What can minerals tell us about the Earth’s evolving colors? According to mineralogist Bob Hazen, they reveal an incredible history.
Thanks to new research, we now know that minerals play immense roles in technology, agriculture, and the very origin of life itself, even down to our planet’s colors. Hazen explains the mineral roadmap of Earth’s transformation – starting as a black basalt-covered planet, evolving into a blue ocean world, transitioning to a red rusted landscape, and finally becoming the green, lively planet we know today.
Hazen elaborates on how minerals have been essential in processes like plate tectonics and biomineralization, exemplifying the co-evolution of the geosphere and life. Using the knowledge that each and every mineral serves as a time capsule, we are able to better understand the 4.5 billion-year history – and potential future – of our Earth.
Robert Hazen: I am a mineralogist, and I love minerals. They're incredibly important in our lives. Virtually all the raw materials we use for technology, automobiles, and agriculture depend on minerals. But what else? Minerals tell stories because they're information-rich. Every mineral is a time capsule, telling us about the four and a half billion-year history of our planet. We wouldn't be here or able to talk about minerals if it weren't for the minerals themselves.
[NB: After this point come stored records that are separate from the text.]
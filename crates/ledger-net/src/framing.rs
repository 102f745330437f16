//! Message framing for network transport
//!
//! Provides length-prefixed framing of typed payloads.

use bytes::{Buf, BufMut, BytesMut};
use thiserror::Error;
use tokio_util::codec::{Decoder, Encoder};

/// Maximum frame size (16 MB)
pub const MAX_FRAME_SIZE: usize = 16 * 1024 * 1024;

/// Framing errors
#[derive(Debug, Error)]
pub enum FrameError {
    #[error("Frame too large: {0} bytes (max {MAX_FRAME_SIZE})")]
    TooLarge(usize),
    #[error("Frame missing type byte")]
    MissingType,
    #[error("Unknown frame type: {0}")]
    UnknownType(u8),
    #[error("IO error: {0}")]
    Io(#[from] std::io::Error),
    #[error("Serialization error: {0}")]
    Serialization(#[from] serde_json::Error),
}

/// A framed message
#[derive(Clone, Debug, PartialEq, Eq)]
pub struct Frame {
    /// Frame type
    pub frame_type: FrameType,
    /// Payload bytes
    pub payload: Vec<u8>,
}

/// Frame types
#[derive(Clone, Copy, Debug, PartialEq, Eq)]
#[repr(u8)]
pub enum FrameType {
    /// Request for the peer's tip entry
    QueryLatest = 0,
    /// Request for the peer's whole ledger
    QueryAll = 1,
    /// One or more ledger entries
    ResponseLedger = 2,
}

impl TryFrom<u8> for FrameType {
    type Error = FrameError;

    fn try_from(value: u8) -> Result<Self, Self::Error> {
        match value {
            0 => Ok(Self::QueryLatest),
            1 => Ok(Self::QueryAll),
            2 => Ok(Self::ResponseLedger),
            _ => Err(FrameError::UnknownType(value)),
        }
    }
}

/// Codec for length-prefixed frames
///
/// Wire format:
/// - 4 bytes: length (big-endian, includes type byte)
/// - 1 byte: frame type
/// - N bytes: payload
#[derive(Debug, Default)]
pub struct FrameCodec;

impl FrameCodec {
    /// Create a new codec
    pub fn new() -> Self {
        Self
    }
}

impl Decoder for FrameCodec {
    type Item = Frame;
    type Error = FrameError;

    fn decode(&mut self, src: &mut BytesMut) -> Result<Option<Self::Item>, Self::Error> {
        if src.len() < 4 {
            return Ok(None);
        }

        // Peek at length
        let length = u32::from_be_bytes([src[0], src[1], src[2], src[3]]) as usize;

        if length > MAX_FRAME_SIZE {
            return Err(FrameError::TooLarge(length));
        }
        if length == 0 {
            return Err(FrameError::MissingType);
        }

        // Need full frame
        if src.len() < 4 + length {
            src.reserve(4 + length - src.len());
            return Ok(None);
        }

        src.advance(4);

        let frame_type = FrameType::try_from(src[0])?;
        src.advance(1);

        let payload = src.split_to(length - 1).to_vec();

        Ok(Some(Frame { frame_type, payload }))
    }
}

impl Encoder<Frame> for FrameCodec {
    type Error = FrameError;

    fn encode(&mut self, item: Frame, dst: &mut BytesMut) -> Result<(), Self::Error> {
        let length = 1 + item.payload.len();
        if length > MAX_FRAME_SIZE {
            return Err(FrameError::TooLarge(length));
        }

        dst.reserve(4 + length);
        dst.put_u32(length as u32);
        dst.put_u8(item.frame_type as u8);
        dst.put_slice(&item.payload);

        Ok(())
    }
}

impl Frame {
    /// Create a new frame
    pub fn new(frame_type: FrameType, payload: Vec<u8>) -> Self {
        Self { frame_type, payload }
    }

    /// Create a frame without payload
    pub fn empty(frame_type: FrameType) -> Self {
        Self::new(frame_type, Vec::new())
    }
}
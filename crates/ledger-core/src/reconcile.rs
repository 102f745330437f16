//! Chain reconciliation
//!
//! Decides what a node does with ledger data reported by a peer:
//!
//! 1. Reported tip not ahead of the local tip: nothing to do.
//! 2. A single entry that links onto the local tip and validates: append it
//!    (fast path, no full transfer).
//! 3. A single entry that does not link onto the local tip: the peer's full
//!    ledger is needed to decide.
//! 4. A full ledger: adopt it only if it is valid and strictly longer.
//!
//! Equal-length alternatives are never adopted, so the first ledger a node
//! sees at a given length wins. The function is pure; applying the returned
//! [`Action`] is up to the caller.

use crate::error::Error;
use crate::ledger::Ledger;
use crate::types::Entry;
use crate::validation::validate_successor;
use std::borrow::Cow;

/// Why reconciliation left the local ledger alone.
#[derive(Debug)]
pub enum NoOpReason {
    /// The peer reported no entries
    Empty,
    /// The local ledger is already at or past the reported tip
    NotAhead { local_tip: u64, reported_tip: u64 },
    /// The reported data failed validation
    Invalid(Error),
    /// The reported ledger is valid but not longer than ours
    NotLonger { local_len: usize, reported_len: usize },
}

/// Outcome of reconciling local state with a peer report.
#[derive(Debug)]
pub enum Action {
    /// Keep the local ledger as is
    NoOp(NoOpReason),
    /// The reported tip validly follows the local tip; append it
    Extended(Entry),
    /// Ask the reporting peer for its complete ledger
    NeedFullLedger,
    /// The reported ledger replaces the local one
    Replaced(Ledger),
}

impl Action {
    /// True for any [`Action::NoOp`].
    pub fn is_noop(&self) -> bool {
        matches!(self, Action::NoOp(_))
    }
}

/// Reconcile `local` with entries reported by a peer.
///
/// `reported` is either a single tip announcement or a peer's full ledger;
/// the two are told apart by length alone. Entries may arrive in any order.
pub fn reconcile(local: &Ledger, reported: &[Entry]) -> Action {
    let received = sorted_by_index(reported);

    let Some(reported_tip) = received.last() else {
        return Action::NoOp(NoOpReason::Empty);
    };

    let local_tip = local.tip();
    if reported_tip.index <= local_tip.index {
        return Action::NoOp(NoOpReason::NotAhead {
            local_tip: local_tip.index,
            reported_tip: reported_tip.index,
        });
    }

    if received.len() == 1 {
        if reported_tip.previous_hash != local_tip.hash {
            return Action::NeedFullLedger;
        }
        return match validate_successor(reported_tip, local_tip) {
            Ok(()) => Action::Extended(reported_tip.clone()),
            Err(err) => Action::NoOp(NoOpReason::Invalid(err)),
        };
    }

    match Ledger::from_entries(received.into_owned()) {
        Err(err) => Action::NoOp(NoOpReason::Invalid(err)),
        Ok(candidate) if candidate.len() > local.len() => Action::Replaced(candidate),
        Ok(candidate) => Action::NoOp(NoOpReason::NotLonger {
            local_len: local.len(),
            reported_len: candidate.len(),
        }),
    }
}

fn sorted_by_index(entries: &[Entry]) -> Cow<'_, [Entry]> {
    if entries.windows(2).all(|pair| pair[0].index <= pair[1].index) {
        return Cow::Borrowed(entries);
    }
    let mut sorted = entries.to_vec();
    sorted.sort_by_key(|entry| entry.index);
    Cow::Owned(sorted)
}
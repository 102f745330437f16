//! Configuration for ledgerd

use clap::Parser;
use std::net::SocketAddr;

/// ledgerd - gossip-ledger replication daemon
#[derive(Parser, Debug, Clone)]
#[command(name = "ledgerd")]
#[command(about = "Hash-linked ledger replicated over peer-to-peer gossip")]
pub struct Config {
    /// Listen address for peer connections
    #[arg(short, long, env = "LEDGER_LISTEN", default_value = "0.0.0.0:6001")]
    pub listen: SocketAddr,

    /// Peers to connect to at startup (comma-separated host:port)
    #[arg(long, env = "PEERS", value_delimiter = ',')]
    pub peers: Vec<String>,

    /// Name used in logs and heartbeat payloads (random if unset)
    #[arg(long, env = "NODE_NAME")]
    pub node_name: Option<String>,

    /// Append a heartbeat entry every N seconds (0 disables)
    #[arg(long, env = "TICK_SECS", default_value = "0")]
    pub tick_secs: u64,

    /// Per-peer outbound message queue depth
    #[arg(long, default_value = "256")]
    pub outbound_queue: usize,

    /// Enable verbose logging
    #[arg(short, long)]
    pub verbose: bool,

    /// Log format (json or pretty)
    #[arg(long, default_value = "pretty")]
    pub log_format: String,
}

impl Config {
    /// Validate configuration
    pub fn validate(&self) -> anyhow::Result<()> {
        if let Some(name) = &self.node_name {
            if name.trim().is_empty() {
                anyhow::bail!("Node name cannot be empty");
            }
        }
        if self.outbound_queue == 0 {
            anyhow::bail!("Outbound queue depth must be at least 1");
        }
        if !matches!(self.log_format.as_str(), "pretty" | "json") {
            anyhow::bail!("Unknown log format: {}", self.log_format);
        }
        Ok(())
    }

    /// Configured node name, or a random one
    pub fn resolve_node_name(&self) -> String {
        self.node_name
            .clone()
            .unwrap_or_else(|| format!("node-{:08x}", rand::random::<u32>()))
    }

    /// Initial peers with blank items removed
    pub fn initial_peers(&self) -> Vec<String> {
        self.peers
            .iter()
            .map(|peer| peer.trim())
            .filter(|peer| !peer.is_empty())
            .map(str::to_owned)
            .collect()
    }
}
//! gossip-ledger core library
//!
//! This crate provides the replicated ledger's data model and the pure
//! decision logic every node runs: content hashing, entry and chain
//! validation, and reconciliation of a local ledger against peer reports.
//!
//! # Modules
//!
//! - [`types`]: Ledger entries, payloads and the fixed origin entry
//! - [`canonical`]: Deterministic payload serialization for hashing
//! - [`integrity`]: Content hash computation
//! - [`validation`]: Successor and whole-ledger checks
//! - [`ledger`]: The validated, shareable ledger value
//! - [`reconcile`]: Longest-valid-chain resolution of peer reports
//! - [`error`]: Error types

pub mod canonical;
pub mod error;
pub mod integrity;
pub mod ledger;
pub mod reconcile;
pub mod types;
pub mod validation;

#[cfg(test)]
mod test_vectors;

pub use error::{Error, Result};
pub use integrity::{compute_hash, hash_entry, seal_entry};
pub use ledger::Ledger;
pub use reconcile::{reconcile, Action, NoOpReason};
pub use types::*;
pub use validation::{is_valid_ledger, is_valid_successor, validate_ledger, validate_successor};
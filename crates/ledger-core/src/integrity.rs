//! Content hashing for ledger entries
//!
//! `hash = hex(SHA-256(index || previous_hash || timestamp || canonical_json(payload)))`
//!
//! Every component is rendered as text and concatenated without separators.
//! Timestamps use the shortest decimal form that round-trips, so whole
//! seconds carry no fractional part.

use crate::canonical::canonical_json;
use crate::error::Result;
use crate::types::{Entry, Hash, Payload};
use sha2::{Digest, Sha256};

/// Compute the content hash of an entry's fields.
///
/// Pure and deterministic. Fails only if the payload cannot be serialized.
pub fn compute_hash(
    index: u64,
    previous_hash: &str,
    timestamp: f64,
    payload: &Payload,
) -> Result<Hash> {
    let payload_json = canonical_json(payload)?;

    let mut hasher = Sha256::new();
    hasher.update(index.to_string().as_bytes());
    hasher.update(previous_hash.as_bytes());
    hasher.update(timestamp.to_string().as_bytes());
    hasher.update(payload_json.as_bytes());

    Ok(hex::encode(hasher.finalize()))
}

/// Recompute the hash an entry should carry.
pub fn hash_entry(entry: &Entry) -> Result<Hash> {
    compute_hash(
        entry.index,
        &entry.previous_hash,
        entry.timestamp,
        &entry.payload,
    )
}

/// Build a correctly hashed entry from its content fields.
pub fn seal_entry(
    index: u64,
    previous_hash: Hash,
    timestamp: f64,
    payload: Payload,
) -> Result<Entry> {
    let hash = compute_hash(index, &previous_hash, timestamp, &payload)?;
    Ok(Entry {
        index,
        previous_hash,
        timestamp,
        payload,
        hash,
    })
}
Minerals were fundamental to the origin of life, providing key steps like catalysis, reactance, and protective surfaces essential for life's chemistry. Earth has gone through astonishing changes in character and color. It started as a black planet covered with basalt, then transformed to a blue ocean world. Plate tectonics created gray continents of granite, and life evolved to produce an oxygen-rich atmosphere, rusting the planet and turning it red.
Earth experienced extreme temperatures, at times covered entirely by white ice. As the ice melted, the continents became green with life adapting to land, leading to biomineralization with shells, teeth, and bones. For the entire four and a half billion-year history, we've seen the co-evolution of the geosphere and life, resulting in the abundant life we see on Earth today.